Analysis of small RNA expression in tumors from doxorubicin sensitive and resistant MDA-MB-231 xenografts

Triple-negative breast cancer (TNBC) is the most aggressive subtype of breast cancer. While chemotherapy is the mainstay therapy for the treatment of TNBC patients, many patients exhibit either de novo chemoresistance or ultimately develop resistance to chemotherapy, leading to significantly high mortality rates. Here we performed whole transcriptome sequencing (both RNA and small RNA-sequencing), coupled with network simulations and patient survival data analyses to build a novel miRNA-mRNA interaction network governing chemoresistance in TNBC. We report that fibronectin (FN1) is a central chemoresistance driver gene in our miRNA-mRNA interaction network, and overexpressing miR-326 reverses FN1-driven chemoresistance by targeting FN1 receptor, ITGA5. miR-326 is downregulated by increased hypoxia/HIF1A and ECM stiffness in chemoresistant tumors leading to upregulation of ITGA5 and activation of the downstream FAK/Src signaling pathways. Overexpression of miR-326 or inhibition of ITGA5 overcomes FN1-driven chemotherapy resistance in vitro by inhibiting FAK/Src pathway and potentiates the efficacy of chemotherapy in vivo.
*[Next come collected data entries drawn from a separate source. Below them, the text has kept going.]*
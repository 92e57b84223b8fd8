use std::collections::HashMap;
use std::path::PathBuf;
#[cfg(test)]
use std::sync::atomic::{AtomicBool, Ordering};
use std::sync::Mutex;

use keyring::Entry;
use thiserror::Error;
use tracing::{debug, warn};

/// Keychain service name
const SERVICE_NAME: &str = "gitkit";

/// The two persisted credentials. Their storage names are fixed.
#[derive(Debug, Clone, Copy, PartialEq, Eq, Hash)]
pub enum CredentialKey {
    /// Identity-provider session token (Firebase ID token)
    IdentityToken,
    /// GitHub access token
    SourceControlToken,
}

impl CredentialKey {
    pub const ALL: [CredentialKey; 2] = [CredentialKey::IdentityToken, CredentialKey::SourceControlToken];

    pub fn as_str(&self) -> &'static str {
        match self {
            CredentialKey::IdentityToken => "firebase_token",
            CredentialKey::SourceControlToken => "github_token",
        }
    }
}

#[derive(Error, Debug)]
pub enum StoreError {
    #[error("Credential storage unavailable: {0}")]
    Unavailable(String),

    #[error("Credential file error: {0}")]
    Io(#[from] std::io::Error),

    #[error("Credential file is malformed: {0}")]
    Serialization(#[from] serde_json::Error),
}

/// Durable key/value storage for the two session tokens.
///
/// Reads never fail; an unreadable entry is reported as absent. Only the
/// session manager writes through this trait.
pub trait CredentialStore: Send + Sync {
    fn get(&self, key: CredentialKey) -> Option<String>;

    fn set(&self, key: CredentialKey, value: &str) -> Result<(), StoreError>;

    /// Remove one entry. Removing a missing entry is not an error.
    fn clear(&self, key: CredentialKey);

    fn clear_all(&self) {
        for key in CredentialKey::ALL {
            self.clear(key);
        }
    }

    fn contains(&self, key: CredentialKey) -> bool {
        self.get(key).is_some()
    }
}

/// OS keychain backed store.
pub struct KeyringStore {
    service: String,
}

impl KeyringStore {
    pub fn new() -> Self {
        Self::with_service(SERVICE_NAME)
    }

    pub fn with_service(service: impl Into<String>) -> Self {
        Self {
            service: service.into(),
        }
    }

    fn entry(&self, key: CredentialKey) -> keyring::Result<Entry> {
        Entry::new(&self.service, key.as_str())
    }
}

impl Default for KeyringStore {
    fn default() -> Self {
        Self::new()
    }
}

impl CredentialStore for KeyringStore {
    fn get(&self, key: CredentialKey) -> Option<String> {
        match self.entry(key).and_then(|entry| entry.get_password()) {
            Ok(value) => Some(value),
            Err(keyring::Error::NoEntry) => None,
            Err(e) => {
                debug!(key = key.as_str(), error = %e, "Failed to read credential from keychain");
                None
            }
        }
    }

    fn set(&self, key: CredentialKey, value: &str) -> Result<(), StoreError> {
        self.entry(key)
            .and_then(|entry| entry.set_password(value))
            .map_err(|e| StoreError::Unavailable(e.to_string()))
    }

    fn clear(&self, key: CredentialKey) {
        match self.entry(key).and_then(|entry| entry.delete_credential()) {
            Ok(()) | Err(keyring::Error::NoEntry) => {}
            Err(e) => warn!(key = key.as_str(), error = %e, "Failed to delete credential from keychain"),
        }
    }
}

/// JSON file backed store, for hosts without a usable keychain.
pub struct FileStore {
    path: PathBuf,
    // Serializes read-modify-write cycles
    lock: Mutex<()>,
}

impl FileStore {
    pub fn new(path: PathBuf) -> Self {
        Self {
            path,
            lock: Mutex::new(()),
        }
    }

    fn read_map(&self) -> Result<HashMap<String, String>, StoreError> {
        if !self.path.exists() {
            return Ok(HashMap::new());
        }
        let contents = std::fs::read_to_string(&self.path)?;
        if contents.trim().is_empty() {
            return Ok(HashMap::new());
        }
        Ok(serde_json::from_str(&contents)?)
    }

    fn write_map(&self, map: &HashMap<String, String>) -> Result<(), StoreError> {
        if map.is_empty() {
            if self.path.exists() {
                std::fs::remove_file(&self.path)?;
            }
            return Ok(());
        }
        if let Some(parent) = self.path.parent() {
            std::fs::create_dir_all(parent)?;
        }
        let contents = serde_json::to_string_pretty(map)?;
        std::fs::write(&self.path, contents)?;
        Ok(())
    }

    fn update(&self, f: impl FnOnce(&mut HashMap<String, String>)) -> Result<(), StoreError> {
        let _guard = self.lock.lock().unwrap_or_else(|e| e.into_inner());
        let mut map = self.read_map()?;
        f(&mut map);
        self.write_map(&map)
    }
}

impl CredentialStore for FileStore {
    fn get(&self, key: CredentialKey) -> Option<String> {
        let _guard = self.lock.lock().unwrap_or_else(|e| e.into_inner());
        match self.read_map() {
            Ok(mut map) => map.remove(key.as_str()),
            Err(e) => {
                debug!(path = ?self.path, error = %e, "Failed to read credential file");
                None
            }
        }
    }

    fn set(&self, key: CredentialKey, value: &str) -> Result<(), StoreError> {
        self.update(|map| {
            map.insert(key.as_str().to_string(), value.to_string());
        })
    }

    fn clear(&self, key: CredentialKey) {
        if let Err(e) = self.update(|map| {
            map.remove(key.as_str());
        }) {
            warn!(key = key.as_str(), error = %e, "Failed to clear credential file entry");
        }
    }
}

/// Process-local store, for sessions that should not outlive the process.
#[derive(Default)]
pub struct MemoryStore {
    entries: Mutex<HashMap<CredentialKey, String>>,
    #[cfg(test)]
    fail_writes: AtomicBool,
}

impl MemoryStore {
    pub fn new() -> Self {
        Self::default()
    }

    /// Make every `set` fail, as a full or locked keychain would.
    #[cfg(test)]
    pub(crate) fn set_fail_writes(&self, fail: bool) {
        self.fail_writes.store(fail, Ordering::SeqCst);
    }

    #[cfg(test)]
    pub(crate) fn is_empty(&self) -> bool {
        self.entries.lock().unwrap_or_else(|e| e.into_inner()).is_empty()
    }
}

impl CredentialStore for MemoryStore {
    fn get(&self, key: CredentialKey) -> Option<String> {
        self.entries
            .lock()
            .unwrap_or_else(|e| e.into_inner())
            .get(&key)
            .cloned()
    }

    fn set(&self, key: CredentialKey, value: &str) -> Result<(), StoreError> {
        #[cfg(test)]
        if self.fail_writes.load(Ordering::SeqCst) {
            return Err(StoreError::Unavailable("storage quota exceeded".to_string()));
        }
        self.entries
            .lock()
            .unwrap_or_else(|e| e.into_inner())
            .insert(key, value.to_string());
        Ok(())
    }

    fn clear(&self, key: CredentialKey) {
        self.entries
            .lock()
            .unwrap_or_else(|e| e.into_inner())
            .remove(&key);
    }
}

#[cfg(test)]
mod tests {
    use super::*;

    #[test]
    fn test_key_names_are_fixed() {
        assert_eq!(CredentialKey::IdentityToken.as_str(), "firebase_token");
        assert_eq!(CredentialKey::SourceControlToken.as_str(), "github_token");
    }

    #[test]
    fn test_memory_store_set_get_clear() {
        let store = MemoryStore::new();
        assert!(store.get(CredentialKey::IdentityToken).is_none());

        store.set(CredentialKey::IdentityToken, "abc").unwrap();
        store.set(CredentialKey::IdentityToken, "def").unwrap();
        assert_eq!(store.get(CredentialKey::IdentityToken).as_deref(), Some("def"));

        store.clear(CredentialKey::IdentityToken);
        store.clear(CredentialKey::IdentityToken);
        assert!(store.is_empty());
    }

    #[test]
    fn test_memory_store_write_failure() {
        let store = MemoryStore::new();
        store.set_fail_writes(true);
        assert!(matches!(
            store.set(CredentialKey::SourceControlToken, "gh1"),
            Err(StoreError::Unavailable(_))
        ));
        assert!(!store.contains(CredentialKey::SourceControlToken));
    }

    #[test]
    fn test_file_store_persists_across_instances() {
        let dir = tempfile::tempdir().unwrap();
        let path = dir.path().join("nested").join("credentials.json");

        let store = FileStore::new(path.clone());
        store.set(CredentialKey::IdentityToken, "id1").unwrap();
        store.set(CredentialKey::SourceControlToken, "gh1").unwrap();

        let reopened = FileStore::new(path.clone());
        assert_eq!(reopened.get(CredentialKey::IdentityToken).as_deref(), Some("id1"));
        assert_eq!(reopened.get(CredentialKey::SourceControlToken).as_deref(), Some("gh1"));

        reopened.clear_all();
        reopened.clear_all();
        assert!(!path.exists());
        assert!(store.get(CredentialKey::IdentityToken).is_none());
    }

    #[test]
    fn test_file_store_malformed_file_reads_as_absent() {
        let dir = tempfile::tempdir().unwrap();
        let path = dir.path().join("credentials.json");
        std::fs::write(&path, "not json").unwrap();

        let store = FileStore::new(path);
        assert!(store.get(CredentialKey::IdentityToken).is_none());
        assert!(store.set(CredentialKey::IdentityToken, "id1").is_err());
    }
}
Importantly, lower expression of miR-326 or higher levels of predicted miR-326 target genes is significantly associated with worse overall survival in chemotherapy-treated TNBC patients. In chemoresistant tumors, hypoxia and resulting ECM stiffness repress the expression of the tumor suppressor miRNA, miR-326. Hence, re-expression of miR-326 or inhibition of its target ITGA5 stand as attractive therapeutic approaches to enhance chemotherapy response in TNBCs.